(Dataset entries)
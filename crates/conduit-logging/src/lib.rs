//! Structured logging for conduit writer and reader processes
//!
//! # Features
//!
//! - **JSONL Output**: Structured JSON lines for log aggregation (default)
//! - **Process Context**: Tag spans with the process role (writer, reader,
//!   maintenance) and a per-run instance id
//! - **File Rotation**: Daily/hourly log rotation via tracing-appender
//!
//! # Quick Start
//!
//! ```ignore
//! use conduit_logging::{ConduitSubscriberBuilder, LogConfig};
//!
//! // JSONL to console
//! let _guard = ConduitSubscriberBuilder::new().init();
//!
//! // Development mode with pretty human-readable output
//! let _guard = ConduitSubscriberBuilder::new()
//!     .with_config(LogConfig::development())
//!     .init();
//! ```
//!
//! # Process Context
//!
//! ```ignore
//! use conduit_logging::{ProcessContextGuard, ProcessRole};
//!
//! let _ctx = ProcessContextGuard::new(ProcessRole::Writer);
//! tracing::info_span!("publish").in_scope(|| tracing::info!("Appended record"));
//! ```

pub mod config;
pub mod context;
pub mod layers;

pub use config::{ConsoleConfig, FileConfig, FilterConfig, JsonlConfig, LogConfig, RotationStrategy};
pub use context::{ProcessContextData, ProcessContextGuard, ProcessRole};
pub use layers::ProcessContextLayer;
pub use tracing_appender::non_blocking::WorkerGuard;

use std::fs::{self, File};
use std::io;
use std::path::PathBuf;

use thiserror::Error;
use tracing::Subscriber;
use tracing_appender::non_blocking::NonBlocking;
use tracing_appender::rolling::{RollingFileAppender, Rotation};
use tracing_subscriber::fmt::MakeWriter;
use tracing_subscriber::layer::{Layer, SubscriberExt};
use tracing_subscriber::registry::LookupSpan;
use tracing_subscriber::util::SubscriberInitExt;
use tracing_subscriber::{EnvFilter, Registry};

/// Errors raised while installing the subscriber
#[derive(Debug, Error)]
pub enum LoggingError {
    #[error("Invalid filter directives '{directives}': {message}")]
    InvalidFilter { directives: String, message: String },

    #[error("Cannot open log output in {directory}: {source}")]
    FileOutput {
        directory: PathBuf,
        #[source]
        source: io::Error,
    },

    #[error("Cannot create rolling log appender: {0}")]
    Appender(String),

    #[error("A global subscriber is already installed")]
    AlreadyInitialized,
}

type BoxedLayer<S> = Box<dyn Layer<S> + Send + Sync>;

/// Builder for configuring and initializing the conduit logging subscriber
///
/// By default, console output uses JSONL format. Use `LogConfig::development()`
/// for human-readable pretty output during development.
#[derive(Debug, Clone, Default)]
pub struct ConduitSubscriberBuilder {
    config: LogConfig,
}

impl ConduitSubscriberBuilder {
    /// Create a new subscriber builder with default configuration
    pub fn new() -> Self {
        Self::default()
    }

    /// Use a specific configuration
    pub fn with_config(mut self, config: LogConfig) -> Self {
        self.config = config;
        self
    }

    /// Set the default log level
    pub fn with_level(mut self, level: impl Into<String>) -> Self {
        self.config.default_level = level.into();
        self
    }

    /// Enable or disable console output
    pub fn with_console(mut self, enabled: bool) -> Self {
        self.config.console.enabled = enabled;
        self
    }

    /// Configure file output
    pub fn with_file_output(mut self, config: FileConfig) -> Self {
        self.config.file = Some(config);
        self
    }

    pub fn config(&self) -> &LogConfig {
        &self.config
    }

    /// Initialize the subscriber globally
    ///
    /// Returns the file writer guard, which must be kept alive for file
    /// output to be flushed. Failures are reported on stderr and leave
    /// logging disabled; use [`try_init`](Self::try_init) to handle them.
    pub fn init(self) -> Option<WorkerGuard> {
        match self.try_init() {
            Ok(guard) => guard,
            Err(e) => {
                eprintln!("Warning: Failed to initialize logging: {e}");
                None
            }
        }
    }

    /// Try to initialize the subscriber globally
    pub fn try_init(self) -> Result<Option<WorkerGuard>, LoggingError> {
        let env_filter = self.env_filter()?;
        let (outputs, guard) = self.output_layers()?;

        Registry::default()
            .with(env_filter)
            .with(ProcessContextLayer::new())
            .with(outputs)
            .try_init()
            .map_err(|_| LoggingError::AlreadyInitialized)?;

        Ok(guard)
    }

    /// `RUST_LOG` when set, the configured directives otherwise
    fn env_filter(&self) -> Result<EnvFilter, LoggingError> {
        if let Ok(filter) = EnvFilter::try_from_default_env() {
            return Ok(filter);
        }
        let directives = self.config.directives();
        EnvFilter::try_new(&directives).map_err(|e| LoggingError::InvalidFilter {
            directives,
            message: e.to_string(),
        })
    }

    fn output_layers<S>(&self) -> Result<(Vec<BoxedLayer<S>>, Option<WorkerGuard>), LoggingError>
    where
        S: Subscriber + for<'lookup> LookupSpan<'lookup> + 'static,
    {
        let mut outputs = Vec::new();
        let mut guard = None;

        if self.config.console.enabled {
            outputs.push(if self.config.console.stderr {
                self.console_layer(io::stderr)
            } else {
                self.console_layer(io::stdout)
            });
        }

        if let Some(file_config) = &self.config.file {
            let (writer, file_guard) = file_writer(file_config)?;
            outputs.push(layers::jsonl_layer(writer, &self.config.jsonl));
            guard = Some(file_guard);
        }

        Ok((outputs, guard))
    }

    fn console_layer<S, W>(&self, writer: W) -> BoxedLayer<S>
    where
        S: Subscriber + for<'lookup> LookupSpan<'lookup> + 'static,
        W: for<'writer> MakeWriter<'writer> + Send + Sync + 'static,
    {
        if self.config.console.pretty {
            layers::pretty_layer(writer, self.config.console.ansi)
        } else {
            layers::jsonl_layer(writer, &self.config.jsonl)
        }
    }
}

/// Non-blocking writer for file output; truncates for `Never`, appends otherwise
fn file_writer(config: &FileConfig) -> Result<(NonBlocking, WorkerGuard), LoggingError> {
    let file_error = |source: io::Error| LoggingError::FileOutput {
        directory: config.directory.clone(),
        source,
    };

    let rotation = match config.rotation {
        RotationStrategy::Never => {
            fs::create_dir_all(&config.directory).map_err(file_error)?;
            let path = config.directory.join(format!("{}.log", config.prefix));
            let file = File::create(&path).map_err(file_error)?;
            return Ok(tracing_appender::non_blocking(file));
        }
        RotationStrategy::Daily => Rotation::DAILY,
        RotationStrategy::Hourly => Rotation::HOURLY,
    };

    let mut builder = RollingFileAppender::builder()
        .rotation(rotation)
        .filename_prefix(&config.prefix)
        .filename_suffix("log");
    if let Some(max_files) = config.max_files {
        builder = builder.max_log_files(max_files);
    }
    let appender = builder
        .build(&config.directory)
        .map_err(|e| LoggingError::Appender(e.to_string()))?;

    Ok(tracing_appender::non_blocking(appender))
}

/// Initialize logging with default settings (JSONL to console)
pub fn init_default() -> Option<WorkerGuard> {
    ConduitSubscriberBuilder::new().init()
}

/// Initialize logging for development (verbose, pretty console output)
pub fn init_development() -> Option<WorkerGuard> {
    ConduitSubscriberBuilder::new()
        .with_config(LogConfig::development())
        .init()
}

/// Initialize logging for testing (minimal output); safe to call repeatedly
pub fn init_testing() {
    let _ = ConduitSubscriberBuilder::new()
        .with_config(LogConfig::testing())
        .try_init();
}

AIM OF THE EXERCISE
Please print each entry once more, exactly as it reads.

THE ANSWER
filename crates/conduit-logging/src/lib.rs
//! Structured logging for conduit writer and reader processes
//!
//! # Features
//!
//! - **JSONL Output**: Structured JSON lines for log aggregation (default)
//! - **Process Context**: Tag spans with the process role (writer, reader,
//!   maintenance) and a per-run instance id
//! - **File Rotation**: Daily/hourly log rotation via tracing-appender
//!
//! # Quick Start
//!
//! ```ignore
//! use conduit_logging::{ConduitSubscriberBuilder, LogConfig};
//!
//! // JSONL to console
//! let _guard = ConduitSubscriberBuilder::new().init();
//!
//! // Development mode with pretty human-readable output
//! let _guard = ConduitSubscriberBuilder::new()
//!     .with_config(LogConfig::development())
//!     .init();
//! ```
//!
//! # Process Context
//!
//! ```ignore
//! use conduit_logging::{ProcessContextGuard, ProcessRole};
//!
//! let _ctx = ProcessContextGuard::new(ProcessRole::Writer);
//! tracing::info_span!("publish").in_scope(|| tracing::info!("Appended record"));
//! ```

pub mod config;
pub mod context;
pub mod layers;

pub use config::{ConsoleConfig, FileConfig, FilterConfig, JsonlConfig, LogConfig, RotationStrategy};
pub use context::{ProcessContextData, ProcessContextGuard, ProcessRole};
pub use layers::ProcessContextLayer;
pub use tracing_appender::non_blocking::WorkerGuard;

use std::fs::{self, File};
use std::io;
use std::path::PathBuf;

use thiserror::Error;
use tracing::Subscriber;
use tracing_appender::non_blocking::NonBlocking;
use tracing_appender::rolling::{RollingFileAppender, Rotation};
use tracing_subscriber::fmt::MakeWriter;
use tracing_subscriber::layer::{Layer, SubscriberExt};
use tracing_subscriber::registry::LookupSpan;
use tracing_subscriber::util::SubscriberInitExt;
use tracing_subscriber::{EnvFilter, Registry};

/// Errors raised while installing the subscriber
#[derive(Debug, Error)]
pub enum LoggingError {
    #[error("Invalid filter directives '{directives}': {message}")]
    InvalidFilter { directives: String, message: String },

    #[error("Cannot open log output in {directory}: {source}")]
    FileOutput {
        directory: PathBuf,
        #[source]
        source: io::Error,
    },

    #[error("Cannot create rolling log appender: {0}")]
    Appender(String),

    #[error("A global subscriber is already installed")]
    AlreadyInitialized,
}

type BoxedLayer<S> = Box<dyn Layer<S> + Send + Sync>;

/// Builder for configuring and initializing the conduit logging subscriber
///
/// By default, console output uses JSONL format. Use `LogConfig::development()`
/// for human-readable pretty output during development.
#[derive(Debug, Clone, Default)]
pub struct ConduitSubscriberBuilder {
    config: LogConfig,
}

impl ConduitSubscriberBuilder {
    /// Create a new subscriber builder with default configuration
    pub fn new() -> Self {
        Self::default()
    }

    /// Use a specific configuration
    pub fn with_config(mut self, config: LogConfig) -> Self {
        self.config = config;
        self
    }

    /// Set the default log level
    pub fn with_level(mut self, level: impl Into<String>) -> Self {
        self.config.default_level = level.into();
        self
    }

    /// Enable or disable console output
    pub fn with_console(mut self, enabled: bool) -> Self {
        self.config.console.enabled = enabled;
        self
    }

    /// Configure file output
    pub fn with_file_output(mut self, config: FileConfig) -> Self {
        self.config.file = Some(config);
        self
    }

    pub fn config(&self) -> &LogConfig {
        &self.config
    }

    /// Initialize the subscriber globally
    ///
    /// Returns the file writer guard, which must be kept alive for file
    /// output to be flushed. Failures are reported on stderr and leave
    /// logging disabled; use [`try_init`](Self::try_init) to handle them.
    pub fn init(self) -> Option<WorkerGuard> {
        match self.try_init() {
            Ok(guard) => guard,
            Err(e) => {
                eprintln!("Warning: Failed to initialize logging: {e}");
                None
            }
        }
    }

    /// Try to initialize the subscriber globally
    pub fn try_init(self) -> Result<Option<WorkerGuard>, LoggingError> {
        let env_filter = self.env_filter()?;
        let (outputs, guard) = self.output_layers()?;

        Registry::default()
            .with(env_filter)
            .with(ProcessContextLayer::new())
            .with(outputs)
            .try_init()
            .map_err(|_| LoggingError::AlreadyInitialized)?;

        Ok(guard)
    }

    /// `RUST_LOG` when set, the configured directives otherwise
    fn env_filter(&self) -> Result<EnvFilter, LoggingError> {
        if let Ok(filter) = EnvFilter::try_from_default_env() {
            return Ok(filter);
        }
        let directives = self.config.directives();
        EnvFilter::try_new(&directives).map_err(|e| LoggingError::InvalidFilter {
            directives,
            message: e.to_string(),
        })
    }

    fn output_layers<S>(&self) -> Result<(Vec<BoxedLayer<S>>, Option<WorkerGuard>), LoggingError>
    where
        S: Subscriber + for<'lookup> LookupSpan<'lookup> + 'static,
    {
        let mut outputs = Vec::new();
        let mut guard = None;

        if self.config.console.enabled {
            outputs.push(if self.config.console.stderr {
                self.console_layer(io::stderr)
            } else {
                self.console_layer(io::stdout)
            });
        }

        if let Some(file_config) = &self.config.file {
            let (writer, file_guard) = file_writer(file_config)?;
            outputs.push(layers::jsonl_layer(writer, &self.config.jsonl));
            guard = Some(file_guard);
        }

        Ok((outputs, guard))
    }

    fn console_layer<S, W>(&self, writer: W) -> BoxedLayer<S>
    where
        S: Subscriber + for<'lookup> LookupSpan<'lookup> + 'static,
        W: for<'writer> MakeWriter<'writer> + Send + Sync + 'static,
    {
        if self.config.console.pretty {
            layers::pretty_layer(writer, self.config.console.ansi)
        } else {
            layers::jsonl_layer(writer, &self.config.jsonl)
        }
    }
}

/// Non-blocking writer for file output; truncates for `Never`, appends otherwise
fn file_writer(config: &FileConfig) -> Result<(NonBlocking, WorkerGuard), LoggingError> {
    let file_error = |source: io::Error| LoggingError::FileOutput {
        directory: config.directory.clone(),
        source,
    };

    let rotation = match config.rotation {
        RotationStrategy::Never => {
            fs::create_dir_all(&config.directory).map_err(file_error)?;
            let path = config.directory.join(format!("{}.log", config.prefix));
            let file = File::create(&path).map_err(file_error)?;
            return Ok(tracing_appender::non_blocking(file));
        }
        RotationStrategy::Daily => Rotation::DAILY,
        RotationStrategy::Hourly => Rotation::HOURLY,
    };

    let mut builder = RollingFileAppender::builder()
        .rotation(rotation)
        .filename_prefix(&config.prefix)
        .filename_suffix("log");
    if let Some(max_files) = config.max_files {
        builder = builder.max_log_files(max_files);
    }
    let appender = builder
        .build(&config.directory)
        .map_err(|e| LoggingError::Appender(e.to_string()))?;

    Ok(tracing_appender::non_blocking(appender))
}

/// Initialize logging with default settings (JSONL to console)
pub fn init_default() -> Option<WorkerGuard> {
    ConduitSubscriberBuilder::new().init()
}

/// Initialize logging for development (verbose, pretty console output)
pub fn init_development() -> Option<WorkerGuard> {
    ConduitSubscriberBuilder::new()
        .with_config(LogConfig::development())
        .init()
}

/// Initialize logging for testing (minimal output); safe to call repeatedly
pub fn init_testing() {
    let _ = ConduitSubscriberBuilder::new()
        .with_config(LogConfig::testing())
        .try_init();
}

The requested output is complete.